Schließlich wird dieses Urteil auf den Internetseiten von Krankenkassen und auf der Homepage des Bundesinstituts für Arzneimittel und Medizinprodukte (BfArM) immer noch zitiert: "Unter off label use versteht man die Anwendung eines zugelassenen Fertigarzneimittels außerhalb der von den nationalen oder europäischen Zulassungsbehörden genehmigten Anwendungsgebiete (Indikationen) Die Erstattungsfähigkeit derartig verordneter Arzneimittel durch die gesetzlichen Krankenversicherungen war immer wieder Gegenstand von Rechtsstreiten. Schließlich wurden in einem richtungweisenden Urteil des Bundessozialgerichts vom 19. März 2002 (B 1 KR 37/00 R) die Kriterien festgelegt, die erfüllt sein müssen, damit eine Erstattung für die Verordnung von Arzneimitteln außerhalb der zugelassenen Indikation (off label use) durch die gesetzlichen Krankenversicherungen in Betracht kommt. Es muss sich (1) um die Behandlung einer schwerwiegenden Erkrankung handeln, für die (2) keine andere Therapie verfügbar ist und (3) aufgrund der Datenlage die begründete Aussicht auf einen Behandlungserfolg besteht"

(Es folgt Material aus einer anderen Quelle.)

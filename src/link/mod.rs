// src/link/mod.rs

#[cfg(feature = "serial")]
pub mod serial;
#[cfg(feature = "serial")]
pub use serial::{SerialPortTransport, SerialTransportError};

use crate::common::{
    error::StationError, hal_traits::Transport, timing::READ_CHUNK_SIZE, Command, FrameReader,
};
use alloc::string::{String, ToString};
use alloc::vec::Vec;
use core::fmt;
use log::{debug, info, warn};

/// Operator-facing state changes of the link.
#[derive(Debug, Clone, PartialEq, Eq)]
pub enum LinkStatus {
    Connected { channel: String, baud_rate: u32 },
    ConnectFailed { reason: String },
    Disconnected { channel: String },
    /// The selected channel changed while a connection was open.
    SwitchedAway,
    /// A read failed; a reconnect is about to be attempted.
    PortError,
    Reconnected { channel: String },
    ReconnectFailed,
    ModelSent { part: String },
    SendFailed { reason: String },
}

impl LinkStatus {
    /// True for states where the fixture can currently be reached.
    pub fn is_online(&self) -> bool {
        matches!(
            self,
            LinkStatus::Connected { .. } | LinkStatus::Reconnected { .. } | LinkStatus::ModelSent { .. }
        )
    }
}

impl fmt::Display for LinkStatus {
    fn fmt(&self, f: &mut fmt::Formatter<'_>) -> fmt::Result {
        match self {
            LinkStatus::Connected { channel, baud_rate } => {
                write!(f, "Connected to {} - {}", channel, baud_rate)
            }
            LinkStatus::ConnectFailed { reason } => write!(f, "Failed to connect: {}", reason),
            LinkStatus::Disconnected { channel } => write!(f, "Disconnected from {}", channel),
            LinkStatus::SwitchedAway => f.write_str("Disconnected from old port"),
            LinkStatus::PortError => f.write_str("Port error"),
            LinkStatus::Reconnected { channel } => write!(f, "Reconnected to {}", channel),
            LinkStatus::ReconnectFailed => f.write_str("Failed to reconnect"),
            LinkStatus::ModelSent { part } => write!(f, "Sent MODEL: {}", part),
            LinkStatus::SendFailed { reason } => write!(f, "Send failed: {}", reason),
        }
    }
}

/// Owns the transport and the frame reader feeding on it.
///
/// The reader is reset on every open and close, so a line can never mix bytes from
/// two connections.
#[derive(Debug)]
pub struct SerialLink<T: Transport> {
    transport: T,
    reader: FrameReader,
    channel: Option<String>,
}

impl<T: Transport> SerialLink<T> {
    pub fn new(transport: T) -> Self {
        Self::with_reader(transport, FrameReader::new())
    }

    /// Uses a preconfigured frame reader (e.g. a different capacity).
    pub fn with_reader(transport: T, reader: FrameReader) -> Self {
        SerialLink {
            transport,
            reader,
            channel: None,
        }
    }

    pub fn channel(&self) -> Option<&str> {
        self.channel.as_deref()
    }

    pub fn is_open(&self) -> bool {
        self.transport.is_open()
    }

    pub fn transport(&self) -> &T {
        &self.transport
    }

    pub fn transport_mut(&mut self) -> &mut T {
        &mut self.transport
    }

    /// Chooses the channel used by `connect` and `reconnect`.
    ///
    /// Returns `true` if an open connection to another channel was closed.
    pub fn select_channel(&mut self, channel: &str) -> bool {
        let channel = channel.trim();
        let changed = self.channel.as_deref() != Some(channel);
        self.channel = Some(channel.to_string());
        if changed && self.transport.is_open() {
            info!("Channel changed to {}, closing old connection", channel);
            self.close_transport();
            return true;
        }
        false
    }

    /// Opens the selected channel.
    pub fn connect(&mut self) -> Result<&str, StationError<T::Error>> {
        let channel = self.channel.as_deref().ok_or(StationError::NoChannelSelected)?;
        self.reader.reset();
        self.transport.open(channel)?;
        info!("Connected to {}", channel);
        Ok(channel)
    }

    pub fn disconnect(&mut self) {
        if self.transport.is_open() {
            info!("Disconnecting from {:?}", self.channel);
        }
        self.close_transport();
    }

    /// Closes the transport and makes a single attempt to reopen the selected channel.
    pub fn reconnect(&mut self) -> Result<&str, StationError<T::Error>> {
        self.close_transport();
        let channel = self.channel.as_deref().ok_or(StationError::NoChannelSelected)?;
        info!("Reconnecting to {}", channel);
        match self.transport.open(channel) {
            Ok(()) => Ok(channel),
            Err(e) => {
                warn!("Reconnect to {} failed: {:?}", channel, e);
                Err(StationError::ReconnectFailed(e))
            }
        }
    }

    /// Drains every byte the transport has pending and pushes the completed lines
    /// onto `lines`, returning how many were added.
    ///
    /// Never waits: a closed transport or an empty receive queue returns `Ok(0)` at once.
    /// Lines completed before a read error are still pushed; the caller decides
    /// whether to reconnect.
    pub fn poll(&mut self, lines: &mut Vec<String>) -> Result<usize, StationError<T::Error>> {
        if !self.transport.is_open() {
            return Ok(0);
        }
        let before = lines.len();
        let mut remaining = self.transport.available_byte_count()?;
        let mut chunk = [0u8; READ_CHUNK_SIZE];
        while remaining > 0 {
            let want = remaining.min(chunk.len());
            let read = match self.transport.read_available(&mut chunk[..want]) {
                Ok(0) | Err(nb::Error::WouldBlock) => break,
                Ok(n) => n,
                Err(nb::Error::Other(e)) => return Err(StationError::Io(e)),
            };
            lines.extend(self.reader.feed(&chunk[..read]));
            remaining = remaining.saturating_sub(read);
        }
        let added = lines.len() - before;
        if added > 0 {
            debug!("Received {} line(s)", added);
        }
        Ok(added)
    }

    /// Formats `command` and writes it out.
    pub fn send_command(&mut self, command: &Command<'_>) -> Result<(), StationError<T::Error>> {
        if !self.transport.is_open() {
            return Err(StationError::NotConnected);
        }
        let line = command.format_into().map_err(StationError::CommandFormat)?;
        self.transport.write(line.as_bytes())?;
        info!("[TX] {}", line.trim_end());
        Ok(())
    }

    fn close_transport(&mut self) {
        self.transport.close();
        self.reader.reset();
    }
}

(http://www.bfarm.de/cln_029/nn_421158/DE/Arzneimittel/3__nachDerZulassung/offLabel/offlabel-home.html__nnn=true).

Noch zu frisch ist den Ärzten die Schadensersatzklage einer großen Krankenkasse gegen einen Orthopäden in Erinnerung, der – stellvertretend für 172 Kollegen – angeklagt ist, weil er männlichen Patienten 2005 off label ein Risedronatpräparat verordnet hatte. Obwohl diese Zulassung 2006 erteilt wurde, lehnt die Kasse eine außergerichtliche Einigung immer noch ab. Laut Bericht der "Ärzte Zeitung" vom 18. Dezember 2008 wird damit gerechnet, dass der Fall erst in etwa drei Jahren zur Verhandlung kommt.

Einerseits also diese Weisungen durch das Ministerium, andererseits müssen die Kassen nicht bezahlen, wenn sie sich auf das Off-label-Urteil des BSG berufen. Egal wie sich Arzt und Apotheke entscheiden, sie können in Regress genommen oder retaxiert werden!

Ich denke, hier besteht dringender Klärungsbedarf, damit Ärzte und Apotheker unverzüglich klare Vorgaben erhalten und sich nicht weiterhin unwissentlich der Gefahr von Regressen und Retaxationen in erheblichem Umfang aussetzen.